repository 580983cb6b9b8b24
use clap::Parser;

#[tokio::main]
async fn main() -> color_eyre::Result<()> {
	color_eyre::install()?;

	let args = scout_api::Args::parse();

	scout_api::run(args).await
}
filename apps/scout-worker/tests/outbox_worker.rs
use std::sync::Arc;

use time::OffsetDateTime;
use uuid::Uuid;

use scout_config::{Config, History, Jobs, Postgres, Providers as ProviderConfigs, Service, Storage};
use scout_domain::SearchParams;
use scout_service::{Providers, SearchWorker};
use scout_storage::{
	HistoryStore, JobStore,
	models::{JobPayload, JobStatus, SearchJob},
	outbox,
	postgres::{PgHistoryStore, PgJobStore},
};
use scout_testkit::TestDatabase;
use scout_worker::worker::{self, WorkerState};

fn test_config(postgres: Postgres) -> Config {
	Config {
		service: Service { http_bind: "127.0.0.1:0".to_string(), log_level: "info".to_string() },
		storage: Storage { backend: "postgres".to_string(), postgres: Some(postgres) },
		providers: ProviderConfigs::default(),
		jobs: Jobs { dispatch: "outbox".to_string(), ..Default::default() },
		history: History::default(),
	}
}

#[tokio::test]
#[ignore = "Requires external Postgres. Set SCOUT_PG_DSN to run."]
async fn claimed_job_runs_to_completion_once() {
	let Some(test_db) = TestDatabase::from_env().await.expect("Failed to create test database.")
	else {
		eprintln!("Skipping claimed_job_runs_to_completion_once; set SCOUT_PG_DSN to run this test.");

		return;
	};
	let cfg = test_config(test_db.postgres().clone());
	let db = test_db.db().clone();
	let jobs: Arc<dyn JobStore> = Arc::new(PgJobStore::new(db.clone()));
	let history: Arc<dyn HistoryStore> =
		Arc::new(PgHistoryStore::new(db.clone(), cfg.history.max_entries));
	let search_worker =
		Arc::new(SearchWorker::new(cfg.clone(), Providers::default(), Arc::clone(&jobs), history));
	let state = WorkerState::new(db.clone(), search_worker, &cfg.jobs);
	let job = SearchJob::submitted(
		Uuid::new_v4(),
		"u-1",
		SearchParams::located("Vaduz"),
		OffsetDateTime::now_utc(),
	);

	jobs.create(&job).await.expect("Failed to create job.");
	outbox::enqueue(
		&db,
		&JobPayload {
			request_id: job.request_id,
			user_id: job.user_id.clone(),
			search_params: job.search_params.clone(),
		},
	)
	.await
	.expect("Failed to enqueue job.");

	let claimed =
		worker::process_dispatch_outbox_once(&state).await.expect("Outbox processing failed.");

	assert!(claimed);

	let done = jobs.get(job.request_id).await.expect("Failed to load job.").expect("Job exists.");

	assert_eq!(done.status, JobStatus::Completed);
	assert!(done.results.is_some());
	assert!(done.current_step.is_none());

	let status: String =
		sqlx::query_scalar("SELECT status FROM search_dispatch_outbox WHERE request_id = $1")
			.bind(job.request_id)
			.fetch_one(&db.pool)
			.await
			.expect("Failed to load outbox row.");

	assert_eq!(status, "DONE");

	let idle =
		worker::process_dispatch_outbox_once(&state).await.expect("Outbox processing failed.");

	assert!(!idle);

	test_db.cleanup().await.expect("Failed to cleanup test database.");
}
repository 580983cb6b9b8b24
//! Deterministic text built from search criteria: queries, LLM prompts, listing digests, and the
//! static suggestions used when every search source fails.

use serde_json::Value;

use crate::{
	event::Listing,
	params::{SearchParams, TimeFilter},
};

const FORMAT_SYSTEM_PROMPT: &str = "\
You convert event search results into structured data. Respond with a JSON array only, no prose \
and no code fences. Each element must be an object with the string fields \"name\", \
\"description\", \"date\", \"location\", \"price\", \"source\", and \"category\". Use \"Date TBA\" \
or \"Price TBA\" when unknown, \"Free\" for free events, and an empty string for an unknown \
source. Keep the events in the order they appear. Return [] when the text contains no events.";

const SEARCH_SYSTEM_PROMPT: &str = "\
You are a local events researcher. List real, upcoming events only. For each event write the \
name in bold on its own line, followed by lines labeled Date:, Location:, Price:, and Link:, then \
a one or two sentence description.";

/// Structured request for a primary events search.
#[derive(Clone, Debug, PartialEq, Eq)]
pub struct SearchQuery {
	pub text: String,
	pub location: String,
	pub time_filter: Option<TimeFilter>,
}

/// Free-text query naming every meaningful criterion, e.g.
/// `"Food events in Vaduz this month"`.
pub fn build_search_query(params: &SearchParams) -> String {
	let location = params.location().unwrap_or_default();
	let mut query = match params.activity_type() {
		Some(activity) => format!("{activity} events in {location}"),
		None => format!("Events in {location}"),
	};

	if let Some(timeframe) = params.timeframe() {
		query.push(' ');
		query.push_str(&timeframe.to_lowercase());
	}
	if let Some(keywords) = params.keywords() {
		query.push_str(&format!(" related to {keywords}"));
	}
	if let Some(radius) = params.radius() {
		query.push_str(&format!(" within {radius} miles"));
	}

	query
}

pub fn search_query(params: &SearchParams) -> SearchQuery {
	SearchQuery {
		text: build_search_query(params),
		location: params.location().unwrap_or_default().to_string(),
		time_filter: params.timeframe().and_then(TimeFilter::from_timeframe),
	}
}

/// Chat messages asking a web-search LLM for events matching the criteria.
pub fn build_search_messages(params: &SearchParams) -> Vec<Value> {
	let query = build_search_query(params);
	let user = format!(
		"{query}. Include the exact date and time, the venue address, the ticket price, and a link \
		 to the official page for each event. List up to 10 events."
	);

	vec![
		serde_json::json!({ "role": "system", "content": SEARCH_SYSTEM_PROMPT }),
		serde_json::json!({ "role": "user", "content": user }),
	]
}

/// Chat messages asking a formatting LLM to turn acquired text into a JSON array of events.
pub fn build_format_messages(text: &str, params: &SearchParams) -> Vec<Value> {
	let location = params.location().unwrap_or_default();
	let user = format!(
		"Search location: {location}. Use it as the location of any event whose venue is not \
		 given.\n\nText:\n{text}"
	);

	vec![
		serde_json::json!({ "role": "system", "content": FORMAT_SYSTEM_PROMPT }),
		serde_json::json!({ "role": "user", "content": user }),
	]
}

/// Renders primary search listings in the same shape the extractor understands.
pub fn format_listings(listings: &[Listing]) -> String {
	let mut blocks = Vec::with_capacity(listings.len());

	for listing in listings {
		let title = listing.title.trim();

		if title.is_empty() {
			continue;
		}

		let mut lines = vec![format!("**{title}**")];

		if let Some(date) = non_empty(&listing.date) {
			lines.push(format!("Date: {date}"));
		}

		match (non_empty(&listing.venue), non_empty(&listing.address)) {
			(Some(venue), Some(address)) if !address.contains(venue) =>
				lines.push(format!("Location: {venue}, {address}")),
			(_, Some(address)) => lines.push(format!("Location: {address}")),
			(Some(venue), None) => lines.push(format!("Location: {venue}")),
			(None, None) => {},
		}

		if let Some(tickets) = non_empty(&listing.ticket_info) {
			lines.push(format!("Price: {tickets}"));
		}
		if let Some(link) = non_empty(&listing.link) {
			lines.push(format!("Link: {link}"));
		}
		if let Some(description) = non_empty(&listing.description) {
			lines.push(description.to_string());
		}

		blocks.push(lines.join("\n"));
	}

	blocks.join("\n\n")
}

/// Generic, non-personalized suggestions for a location. Always produces text the extractor can
/// parse into at least one event.
pub fn static_suggestions(params: &SearchParams) -> String {
	let location = params.location().unwrap_or("your area");
	let when = params.timeframe().map(str::to_lowercase).unwrap_or_else(|| "soon".to_string());
	let activity = params.activity_type().unwrap_or("Local");
	let activity_lower = activity.to_lowercase();
	let items = [
		(
			format!("{activity} Highlights in {location}"),
			format!("Check local listings for {activity_lower} events happening {when}."),
			"Price TBA",
		),
		(
			format!("{location} Farmers Market"),
			"Seasonal produce, street food, and local makers. Most markets run on weekend mornings."
				.to_string(),
			"Free",
		),
		(
			format!("Live Music Around {location}"),
			"Bars and small venues regularly host live sets. Check venue calendars for line-ups."
				.to_string(),
			"Price TBA",
		),
		(
			format!("Museums and Galleries of {location}"),
			"Rotating exhibitions and guided tours. Many institutions offer reduced entry one evening a week."
				.to_string(),
			"Price TBA",
		),
	];

	items
		.iter()
		.map(|(name, description, price)| {
			format!(
				"**{name}**\nDate: {date}\nLocation: {location}\nPrice: {price}\n{description}",
				date = capitalize(&when),
			)
		})
		.collect::<Vec<_>>()
		.join("\n\n")
}

fn non_empty(value: &Option<String>) -> Option<&str> {
	value.as_deref().map(str::trim).filter(|value| !value.is_empty())
}

fn capitalize(text: &str) -> String {
	let mut chars = text.chars();

	match chars.next() {
		Some(first) => first.to_uppercase().chain(chars).collect(),
		None => String::new(),
	}
}

#[cfg(test)]
mod tests {
	use super::*;
	use crate::extractor::extract_events;

	fn vaduz_food() -> SearchParams {
		SearchParams {
			location: Some("Vaduz".to_string()),
			activity_type: Some("Food".to_string()),
			timeframe: Some("This Month".to_string()),
			..Default::default()
		}
	}

	#[test]
	fn query_includes_only_meaningful_criteria() {
		assert_eq!(build_search_query(&vaduz_food()), "Food events in Vaduz this month");

		let params = SearchParams {
			location: Some("Berlin".to_string()),
			activity_type: Some("any".to_string()),
			keywords: Some("techno".to_string()),
			radius: Some(10),
			..Default::default()
		};

		assert_eq!(build_search_query(&params), "Events in Berlin related to techno within 10 miles");
	}

	#[test]
	fn search_query_maps_time_filter() {
		let query = search_query(&vaduz_food());

		assert_eq!(query.location, "Vaduz");
		assert_eq!(query.time_filter, Some(TimeFilter::ThisMonth));
	}

	#[test]
	fn format_messages_carry_text_and_location() {
		let messages = build_format_messages("**Fest**", &vaduz_food());
		let user = messages[1]["content"].as_str().expect("content must be a string");

		assert_eq!(messages[0]["role"], "system");
		assert!(user.contains("Search location: Vaduz"));
		assert!(user.ends_with("**Fest**"));
	}

	#[test]
	fn formatted_listings_round_trip_through_extractor() {
		let listings = vec![
			Listing {
				title: "Vaduz Food Fest".to_string(),
				date: Some("Sat, Jun 7".to_string()),
				address: Some("Städtle, Vaduz".to_string()),
				ticket_info: Some("CHF 10".to_string()),
				link: Some("https://example.com/fest".to_string()),
				description: Some("Regional dishes from twenty local kitchens.".to_string()),
				..Default::default()
			},
			Listing { title: "   ".to_string(), ..Default::default() },
		];
		let text = format_listings(&listings);
		let events = extract_events(&text, "Vaduz");

		assert_eq!(events.len(), 1);
		assert_eq!(events[0].name, "Vaduz Food Fest");
		assert_eq!(events[0].date, "Sat, Jun 7");
		assert_eq!(events[0].location, "Städtle, Vaduz");
		assert_eq!(events[0].price, "CHF 10");
		assert_eq!(events[0].source, "https://example.com/fest");
		assert_eq!(events[0].description, "Regional dishes from twenty local kitchens.");
	}

	#[test]
	fn static_suggestions_always_extract() {
		let text = static_suggestions(&SearchParams::located("Tokyo"));
		let events = extract_events(&text, "Tokyo");

		assert_eq!(events.len(), 4);
		assert!(events.iter().all(|event| event.location == "Tokyo"));
		assert_eq!(events[1].price, "Free");
		assert_eq!(events[0].date, "Soon");
	}
}
use crate::{Error, Result, ScoutService};
use scout_domain::params::is_anonymous;
use scout_storage::models::SearchHistoryEntry;

const DEFAULT_LIMIT: usize = 20;

#[derive(Debug, Clone, serde::Serialize, serde::Deserialize)]
pub struct HistoryRequest {
	#[serde(alias = "userId")]
	pub user_id: String,
	#[serde(default)]
	pub limit: Option<usize>,
}

#[derive(Debug, Clone, serde::Serialize, serde::Deserialize)]
pub struct HistoryResponse {
	pub entries: Vec<SearchHistoryEntry>,
}

impl ScoutService {
	/// Newest-first history of a named user, capped at `history.max_entries`.
	pub async fn history(&self, req: HistoryRequest) -> Result<HistoryResponse> {
		let user_id = req.user_id.trim();

		if user_id.is_empty() || is_anonymous(user_id) {
			return Err(Error::InvalidRequest {
				message: "user_id must name a registered user.".to_string(),
			});
		}

		let max_entries = self.cfg.history.max_entries as usize;
		let limit = req.limit.unwrap_or(DEFAULT_LIMIT).clamp(1, max_entries.max(1));
		let entries = self.history.list(user_id, limit).await?;

		Ok(HistoryResponse { entries })
	}
}
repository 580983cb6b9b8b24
mod error;
mod types;

pub use error::{Error, Result};
pub use types::{
	Config, History, Jobs, LlmProviderConfig, Postgres, Providers, SearchApiProviderConfig,
	Service, Storage,
};

use std::{fs, path::Path};

pub fn load(path: &Path) -> Result<Config> {
	let raw = fs::read_to_string(path)
		.map_err(|err| Error::ReadConfig { path: path.to_path_buf(), source: err })?;

	let mut cfg: Config = toml::from_str(&raw)
		.map_err(|err| Error::ParseConfig { path: path.to_path_buf(), source: err })?;

	normalize(&mut cfg);

	validate(&cfg)?;

	Ok(cfg)
}

pub fn validate(cfg: &Config) -> Result<()> {
	if cfg.service.http_bind.trim().is_empty() {
		return Err(Error::Validation {
			message: "service.http_bind must be non-empty.".to_string(),
		});
	}

	let backend = cfg.storage.backend.as_str();

	if !matches!(backend, "memory" | "postgres") {
		return Err(Error::Validation {
			message: "storage.backend must be one of memory or postgres.".to_string(),
		});
	}
	if backend == "postgres" && cfg.storage.postgres.is_none() {
		return Err(Error::Validation {
			message: "storage.postgres is required when storage.backend is postgres.".to_string(),
		});
	}

	if let Some(postgres) = cfg.storage.postgres.as_ref() {
		if postgres.dsn.trim().is_empty() {
			return Err(Error::Validation {
				message: "storage.postgres.dsn must be non-empty.".to_string(),
			});
		}
		if postgres.pool_max_conns == 0 {
			return Err(Error::Validation {
				message: "storage.postgres.pool_max_conns must be greater than zero.".to_string(),
			});
		}
	}

	let dispatch = cfg.jobs.dispatch.as_str();

	if !matches!(dispatch, "spawn" | "outbox") {
		return Err(Error::Validation {
			message: "jobs.dispatch must be one of spawn or outbox.".to_string(),
		});
	}
	if dispatch == "outbox" && backend != "postgres" {
		return Err(Error::Validation {
			message: "jobs.dispatch = outbox requires storage.backend = postgres.".to_string(),
		});
	}

	for (label, value) in [
		("jobs.provider_timeout_ms", cfg.jobs.provider_timeout_ms),
		("jobs.job_timeout_ms", cfg.jobs.job_timeout_ms),
		("jobs.estimated_completion_secs", cfg.jobs.estimated_completion_secs),
		("jobs.poll_interval_ms", cfg.jobs.poll_interval_ms),
	] {
		if value == 0 {
			return Err(Error::Validation { message: format!("{label} must be greater than zero.") });
		}
	}

	if cfg.jobs.provider_timeout_ms > cfg.jobs.job_timeout_ms {
		return Err(Error::Validation {
			message: "jobs.provider_timeout_ms must not exceed jobs.job_timeout_ms.".to_string(),
		});
	}
	if cfg.jobs.claim_lease_seconds <= 0 {
		return Err(Error::Validation {
			message: "jobs.claim_lease_seconds must be greater than zero.".to_string(),
		});
	}
	if (cfg.jobs.claim_lease_seconds as u64).saturating_mul(1_000) < cfg.jobs.job_timeout_ms {
		return Err(Error::Validation {
			message: "jobs.claim_lease_seconds must cover jobs.job_timeout_ms.".to_string(),
		});
	}

	for (label, value) in [
		("history.max_entries", cfg.history.max_entries),
		("history.max_events", cfg.history.max_events),
		("history.max_raw_chars", cfg.history.max_raw_chars),
	] {
		if value == 0 {
			return Err(Error::Validation { message: format!("{label} must be greater than zero.") });
		}
	}

	if let Some(primary) = cfg.providers.primary_search.as_ref() {
		if primary.api_key.trim().is_empty() {
			return Err(Error::Validation {
				message: "Provider primary_search api_key must be non-empty.".to_string(),
			});
		}
		if primary.engine.trim().is_empty() {
			return Err(Error::Validation {
				message: "providers.primary_search.engine must be non-empty.".to_string(),
			});
		}
	}

	for (label, provider) in [
		("secondary_search", cfg.providers.secondary_search.as_ref()),
		("formatter", cfg.providers.formatter.as_ref()),
	] {
		let Some(provider) = provider else {
			continue;
		};

		if provider.api_key.trim().is_empty() {
			return Err(Error::Validation {
				message: format!("Provider {label} api_key must be non-empty."),
			});
		}
		if !provider.temperature.is_finite() || provider.temperature < 0.0 {
			return Err(Error::Validation {
				message: format!("providers.{label}.temperature must be a finite number >= 0."),
			});
		}
	}

	Ok(())
}

fn normalize(cfg: &mut Config) {
	cfg.storage.backend = cfg.storage.backend.trim().to_ascii_lowercase();
	cfg.jobs.dispatch = cfg.jobs.dispatch.trim().to_ascii_lowercase();
}
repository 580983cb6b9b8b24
//! Durable dispatch queue feeding `scout-worker`.
//!
//! Rows move `PENDING` -> `DONE`, or `PENDING` -> `FAILED` -> (retry) -> `DONE`. A claim pushes
//! `available_at` forward by the lease so a crashed worker's job becomes claimable again.

use time::{Duration, OffsetDateTime};
use uuid::Uuid;

use crate::{
	Result,
	db::Db,
	models::{DispatchOutboxEntry, JobPayload},
};

pub const BASE_BACKOFF_MS: i64 = 500;
pub const MAX_BACKOFF_MS: i64 = 30_000;
pub const MAX_OUTBOX_ERROR_CHARS: usize = 1_024;

pub async fn enqueue(db: &Db, payload: &JobPayload) -> Result<Uuid> {
	let outbox_id = Uuid::new_v4();

	sqlx::query(
		"\
INSERT INTO search_dispatch_outbox (outbox_id, request_id, payload, status)
VALUES ($1, $2, $3, 'PENDING')",
	)
	.bind(outbox_id)
	.bind(payload.request_id)
	.bind(serde_json::to_value(payload)?)
	.execute(&db.pool)
	.await?;

	Ok(outbox_id)
}

pub async fn claim_next(
	db: &Db,
	now: OffsetDateTime,
	lease: Duration,
) -> Result<Option<DispatchOutboxEntry>> {
	let mut tx = db.pool.begin().await?;
	let row: Option<DispatchOutboxEntry> = sqlx::query_as(
		"\
SELECT
	outbox_id,
	request_id,
	payload,
	status,
	attempts,
	last_error,
	available_at,
	created_at,
	updated_at
FROM search_dispatch_outbox
WHERE status IN ('PENDING','FAILED') AND available_at <= $1
ORDER BY available_at ASC
LIMIT 1
FOR UPDATE SKIP LOCKED",
	)
	.bind(now)
	.fetch_optional(&mut *tx)
	.await?;
	let entry = if let Some(mut entry) = row {
		let lease_until = now + lease;

		sqlx::query(
			"UPDATE search_dispatch_outbox SET available_at = $1, updated_at = $2 WHERE outbox_id = $3",
		)
		.bind(lease_until)
		.bind(now)
		.bind(entry.outbox_id)
		.execute(&mut *tx)
		.await?;

		entry.available_at = lease_until;
		entry.updated_at = now;

		Some(entry)
	} else {
		None
	};

	tx.commit().await?;

	Ok(entry)
}

pub async fn mark_done(db: &Db, outbox_id: Uuid) -> Result<()> {
	sqlx::query(
		"UPDATE search_dispatch_outbox SET status = 'DONE', updated_at = $1 WHERE outbox_id = $2",
	)
	.bind(OffsetDateTime::now_utc())
	.bind(outbox_id)
	.execute(&db.pool)
	.await?;

	Ok(())
}

pub async fn mark_failed(db: &Db, outbox_id: Uuid, attempts: i32, error: &str) -> Result<()> {
	let next_attempts = attempts.saturating_add(1);
	let now = OffsetDateTime::now_utc();
	let available_at = now + backoff_for_attempt(next_attempts);

	sqlx::query(
		"\
UPDATE search_dispatch_outbox
SET
	status = 'FAILED',
	attempts = $1,
	last_error = $2,
	available_at = $3,
	updated_at = $4
WHERE outbox_id = $5",
	)
	.bind(next_attempts)
	.bind(sanitize_error(error))
	.bind(available_at)
	.bind(now)
	.bind(outbox_id)
	.execute(&db.pool)
	.await?;

	Ok(())
}

pub fn backoff_for_attempt(attempt: i32) -> Duration {
	let attempts = attempt.max(1) as u32;
	let exp = attempts.saturating_sub(1).min(6);
	let base = BASE_BACKOFF_MS.saturating_mul(1 << exp);

	Duration::milliseconds(base.min(MAX_BACKOFF_MS))
}

/// Redacts credentials and caps the length of an error before it is persisted.
pub fn sanitize_error(text: &str) -> String {
	let mut parts = Vec::new();
	let mut redact_next = false;

	for raw in text.split_whitespace() {
		let mut word = raw.to_string();

		if redact_next {
			word = "[REDACTED]".to_string();
			redact_next = false;
		}
		if raw.eq_ignore_ascii_case("bearer") {
			redact_next = true;
		}

		let lowered = raw.to_ascii_lowercase();

		for key in ["api_key", "apikey", "password", "secret", "token"] {
			if lowered.contains(key) && (lowered.contains('=') || lowered.contains(':')) {
				let sep = if raw.contains('=') { '=' } else { ':' };
				let prefix = raw.split(sep).next().unwrap_or(raw);

				word = format!("{prefix}{sep}[REDACTED]");

				break;
			}
		}

		parts.push(word);
	}

	let mut out = parts.join(" ");

	if out.chars().count() > MAX_OUTBOX_ERROR_CHARS {
		out = out.chars().take(MAX_OUTBOX_ERROR_CHARS).collect();
		out.push_str("...");
	}

	out
}
use serde::{Deserialize, Serialize};

/// Owner recorded on jobs submitted without a user. History is never written for it.
pub const ANONYMOUS_USER: &str = "anonymous";

/// Search criteria as submitted by a client.
///
/// Every field is optional at the serde layer so that a missing location surfaces as a
/// validation error instead of a deserialization failure. Optional criteria holding a blank value
/// or the `any` sentinel are treated as absent.
#[derive(Clone, Debug, Default, PartialEq, Eq, Serialize, Deserialize)]
#[serde(default)]
pub struct SearchParams {
	pub location: Option<String>,
	pub activity_type: Option<String>,
	pub timeframe: Option<String>,
	pub keywords: Option<String>,
	pub radius: Option<u32>,
}
impl SearchParams {
	pub fn located(location: impl Into<String>) -> Self {
		Self { location: Some(location.into()), ..Default::default() }
	}

	pub fn location(&self) -> Option<&str> {
		self.location.as_deref().map(str::trim).filter(|value| !value.is_empty())
	}

	pub fn activity_type(&self) -> Option<&str> {
		meaningful(self.activity_type.as_deref())
	}

	pub fn timeframe(&self) -> Option<&str> {
		meaningful(self.timeframe.as_deref())
	}

	pub fn keywords(&self) -> Option<&str> {
		meaningful(self.keywords.as_deref())
	}

	pub fn radius(&self) -> Option<u32> {
		self.radius.filter(|radius| *radius > 0)
	}

	/// Trims every text field and drops optional criteria that carry no information.
	pub fn normalized(&self) -> Self {
		Self {
			location: self.location().map(str::to_string),
			activity_type: self.activity_type().map(str::to_string),
			timeframe: self.timeframe().map(str::to_string),
			keywords: self.keywords().map(str::to_string),
			radius: self.radius(),
		}
	}
}

/// Date chips understood by structured events search APIs.
#[derive(Clone, Copy, Debug, PartialEq, Eq)]
pub enum TimeFilter {
	Today,
	Tomorrow,
	ThisWeek,
	ThisWeekend,
	NextWeek,
	ThisMonth,
	NextMonth,
}
impl TimeFilter {
	pub fn from_timeframe(timeframe: &str) -> Option<Self> {
		let lowered = timeframe.trim().to_ascii_lowercase();

		match lowered.as_str() {
			"today" | "tonight" => Some(Self::Today),
			"tomorrow" => Some(Self::Tomorrow),
			"this week" | "week" => Some(Self::ThisWeek),
			"this weekend" | "weekend" => Some(Self::ThisWeekend),
			"next week" => Some(Self::NextWeek),
			"this month" | "month" => Some(Self::ThisMonth),
			"next month" => Some(Self::NextMonth),
			_ => None,
		}
	}

	pub fn chip(self) -> &'static str {
		match self {
			Self::Today => "date:today",
			Self::Tomorrow => "date:tomorrow",
			Self::ThisWeek => "date:week",
			Self::ThisWeekend => "date:weekend",
			Self::NextWeek => "date:next_week",
			Self::ThisMonth => "date:month",
			Self::NextMonth => "date:next_month",
		}
	}
}

pub fn meaningful(value: Option<&str>) -> Option<&str> {
	value.map(str::trim).filter(|value| !value.is_empty() && !value.eq_ignore_ascii_case("any"))
}

pub fn normalize_user_id(user_id: Option<&str>) -> String {
	user_id
		.map(str::trim)
		.filter(|value| !value.is_empty())
		.unwrap_or(ANONYMOUS_USER)
		.to_string()
}

pub fn is_anonymous(user_id: &str) -> bool {
	user_id == ANONYMOUS_USER
}

#[cfg(test)]
mod tests {
	use super::*;

	#[test]
	fn any_and_blank_criteria_are_absent() {
		let params = SearchParams {
			location: Some("  Berlin ".to_string()),
			activity_type: Some("Any".to_string()),
			timeframe: Some("   ".to_string()),
			keywords: Some("jazz".to_string()),
			radius: Some(0),
		};

		assert_eq!(params.location(), Some("Berlin"));
		assert_eq!(params.activity_type(), None);
		assert_eq!(params.timeframe(), None);
		assert_eq!(params.keywords(), Some("jazz"));
		assert_eq!(params.radius(), None);
		assert_eq!(
			params.normalized(),
			SearchParams {
				location: Some("Berlin".to_string()),
				keywords: Some("jazz".to_string()),
				..Default::default()
			}
		);
	}

	#[test]
	fn missing_fields_deserialize_to_none() {
		let params: SearchParams = serde_json::from_str("{}").expect("parse failed");

		assert_eq!(params, SearchParams::default());
		assert_eq!(params.location(), None);
	}

	#[test]
	fn maps_timeframes_to_date_chips() {
		assert_eq!(TimeFilter::from_timeframe("This Month").map(TimeFilter::chip), Some("date:month"));
		assert_eq!(TimeFilter::from_timeframe("today"), Some(TimeFilter::Today));
		assert_eq!(TimeFilter::from_timeframe("sometime soon"), None);
	}

	#[test]
	fn blank_user_is_anonymous() {
		assert_eq!(normalize_user_id(None), ANONYMOUS_USER);
		assert_eq!(normalize_user_id(Some("  ")), ANONYMOUS_USER);
		assert_eq!(normalize_user_id(Some(" user-1 ")), "user-1");
		assert!(is_anonymous(&normalize_user_id(None)));
	}
}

######

TASK BRIEF - Every line above that holds the string "jazz" should be copied into the answer.

RESULT -
			keywords: Some("jazz".to_string()),
		assert_eq!(params.keywords(), Some("jazz"));
				keywords: Some("jazz".to_string()),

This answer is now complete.